|Publication number||US6944005 B2|
|Application number||US 10/856,617|
|Publication date||Sep 13, 2005|
|Filing date||May 28, 2004|
|Priority date||Nov 14, 2000|
|Also published as||CN1535493A, CN100392937C, EP1344293A1, EP1344293A4, US6751081, US20040219838, WO2002041460A1|
|Publication number||10856617, 856617, US 6944005 B2, US 6944005B2, US-B2-6944005, US6944005 B2, US6944005B2|
|Inventors||John A. Kooiman|
|Original Assignee||Corning Gilbert Inc.|
|Export Citation||BiBTeX, EndNote, RefMan|
|Patent Citations (5), Referenced by (7), Classifications (17), Legal Events (4)|
|External Links: USPTO, USPTO Assignment, Espacenet|
This application is a continuation application of U.S. patent application Ser. No. 09/712,433, filed Nov. 14, 2000 now U.S. Pat. No. 6,751,081, and the benefit of such earlier filing date is hereby claimed pursuant to 35 U.S.C. §120.
1. Field of the Invention
The present invention relates generally to coaxial terminations used to terminate ports that are adapted to receive coaxial cable connectors, and more particularly, to an improved coaxial termination that offers protection against high-voltage surges.
2. Description of the Related Art
RF coaxial cable systems are well known to those in the cable television industry for distributing radio frequency signals to subscribers of cable television service, and more recently, voice and data telecommunications services. The coaxial cables used to route such signals include a center conductor for transmitting a radio frequency signal, and a surrounding, grounded outer conductive braid or sheath. Typically, the coaxial cable includes a dielectric material surrounding the center conductor and spacing it from the grounded outer sheath. The diameter of the center conductor, and the diameter of the outer conductor, and type of dielectric are selected to produce a characteristic impedance, such as 75 ohms, in the coaxial line. This same coaxial cable is sometimes used to provide AC power (typically 60-90 Vrms) to the equipment boxes that require external power to function. Approximately 80% of the cable in a system will carry this AC power.
Within such coaxial cable systems, such coaxial lines are typically coupled at their ends to equipment boxes, such as signal splitters, amplifiers, etc. These equipment boxes often have several internally-threaded coaxial ports adapted to receive end connectors of coaxial cables. If one or more of such coaxial ports is to be left “open”, i.e., a coaxial cable is not going to be secured to such port, then it is necessary to “terminate” such port with a coaxial termination that matches the characteristic impedance of the coaxial line (e.g., a 75 ohm termination). If such a coaxial termination is omitted, then undesired reflected signals interfere with the proper transmission of the desired radio frequency signal.
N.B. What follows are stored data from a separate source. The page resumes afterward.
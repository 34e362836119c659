//! Coordinate codec: position labels ("A1", "H8", "Z26") to board coordinates.
//!
//! ## Layout
//!
//! - Columns are 0-based and map to letters: column 0 is `A`, column 25 is `Z`.
//! - Rows are 1-based and written in decimal: row 1 is where the hounds start,
//!   row `dim` is where the fox starts.
//!
//! ```
//! use fox_hound::core::{Coord, Dimension};
//!
//! let c = Coord::decode("E8").unwrap();
//! assert_eq!((c.col, c.row), (4, 8));
//! assert_eq!(c.encode(), "E8");
//! assert!(c.is_on_board(Dimension::DEFAULT));
//! ```

use serde::{Deserialize, Serialize};

use super::config::Dimension;
use crate::error::{GameError, Result};

/// A board cell as (column, row).
///
/// Serialized as its position label, so saved structures stay human readable.
#[derive(Clone, Copy, Debug, PartialEq, Eq, Hash, PartialOrd, Ord, Serialize, Deserialize)]
#[serde(into = "String", try_from = "String")]
pub struct Coord {
    /// 0-based column, `A` = 0.
    pub col: u8,
    /// 1-based row.
    pub row: u8,
}

impl Coord {
    /// Create a coordinate. No bounds check; see `is_on_board`.
    #[must_use]
    pub const fn new(col: u8, row: u8) -> Self {
        Self { col, row }
    }

    /// Column letter (`A` + column).
    #[must_use]
    pub fn letter(self) -> char {
        char::from(b'A'.wrapping_add(self.col))
    }

    /// Render as a position label: column letter followed by the row number.
    #[must_use]
    pub fn encode(self) -> String {
        format!("{}{}", self.letter(), self.row)
    }

    /// Parse a position label.
    ///
    /// Fails with `GameError::Format` unless the label is 2 or 3 characters
    /// long, starts with an uppercase letter and ends in decimal digits.
    pub fn decode(label: &str) -> Result<Self> {
        let bytes = label.as_bytes();
        if !(2..=3).contains(&bytes.len()) {
            return Err(GameError::Format(label.to_string()));
        }

        let letter = bytes[0];
        if !letter.is_ascii_uppercase() {
            return Err(GameError::Format(label.to_string()));
        }
        let digits = &label[1..];
        if !digits.bytes().all(|b| b.is_ascii_digit()) {
            return Err(GameError::Format(label.to_string()));
        }

        let row = digits
            .parse::<u8>()
            .map_err(|_| GameError::Format(label.to_string()))?;

        Ok(Self {
            col: letter - b'A',
            row,
        })
    }

    /// Check that this cell lies on a `dim`×`dim` board.
    #[must_use]
    pub fn is_on_board(self, dim: Dimension) -> bool {
        usize::from(self.col) < dim.get() && self.row >= 1 && usize::from(self.row) <= dim.get()
    }

    /// Shift by a signed delta. `None` if either component would go negative
    /// or overflow; the result may still be off-board.
    #[must_use]
    pub fn offset(self, d_col: i8, d_row: i8) -> Option<Self> {
        Some(Self {
            col: self.col.checked_add_signed(d_col)?,
            row: self.row.checked_add_signed(d_row)?,
        })
    }

    /// Signed (column, row) delta from `self` to `to`.
    #[must_use]
    pub fn delta_to(self, to: Coord) -> (i16, i16) {
        (
            i16::from(to.col) - i16::from(self.col),
            i16::from(to.row) - i16::from(self.row),
        )
    }

    /// The four diagonal neighbours that exist on a `dim`×`dim` board.
    pub fn diagonal_neighbours(self, dim: Dimension) -> impl Iterator<Item = Coord> {
        DIAGONALS
            .into_iter()
            .filter_map(move |(dc, dr)| self.offset(dc, dr))
            .filter(move |c| c.is_on_board(dim))
    }
}

/// The four unit diagonal steps.
pub const DIAGONALS: [(i8, i8); 4] = [(-1, -1), (-1, 1), (1, -1), (1, 1)];

impl std::fmt::Display for Coord {
    fn fmt(&self, f: &mut std::fmt::Formatter<'_>) -> std::fmt::Result {
        write!(f, "{}{}", self.letter(), self.row)
    }
}

impl std::str::FromStr for Coord {
    type Err = GameError;

    fn from_str(s: &str) -> Result<Self> {
        Self::decode(s)
    }
}

impl From<Coord> for String {
    fn from(c: Coord) -> String {
        c.encode()
    }
}

impl TryFrom<String> for Coord {
    type Error = GameError;

    fn try_from(s: String) -> Result<Self> {
        Self::decode(&s)
    }
}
Coaxial terminations of the type described above are known and available. Typically, such known coaxial termination devices include a metallic outer body which, at a first end thereof, is provided with external threads for mating with the internal threads of a coaxial port on the equipment, box. A center conductor passes through a dielectric secured within the metallic outer body from the first end of the coaxial termination device to an opposing second end thereof. At the second end of the coaxial termination device, a resistor corresponding to the characteristic impedance of the coaxial line is secured, and is coupled between the center conductor and the grounded metallic outer body. If the coaxial line carries AC or DC power, then a low frequency blocking capacitor is typically used to couple the aforementioned resistor to ground. The resistor and capacitor of such known coaxial termination devices are often located outside the controlled characteristic impedance environment, creating an impedance mismatch that reflects some of the forward-transmitted signal back toward its source. These reflections can result in loss of power transfer and interference with, or corruption of, the signal. Accordingly, some signal degradation results from the use of such coaxial termination devices. The degree of such signal degradation at a given frequency, resulting from such impedance mismatch, is sometimes expressed as the RF return loss performance of the coaxial system.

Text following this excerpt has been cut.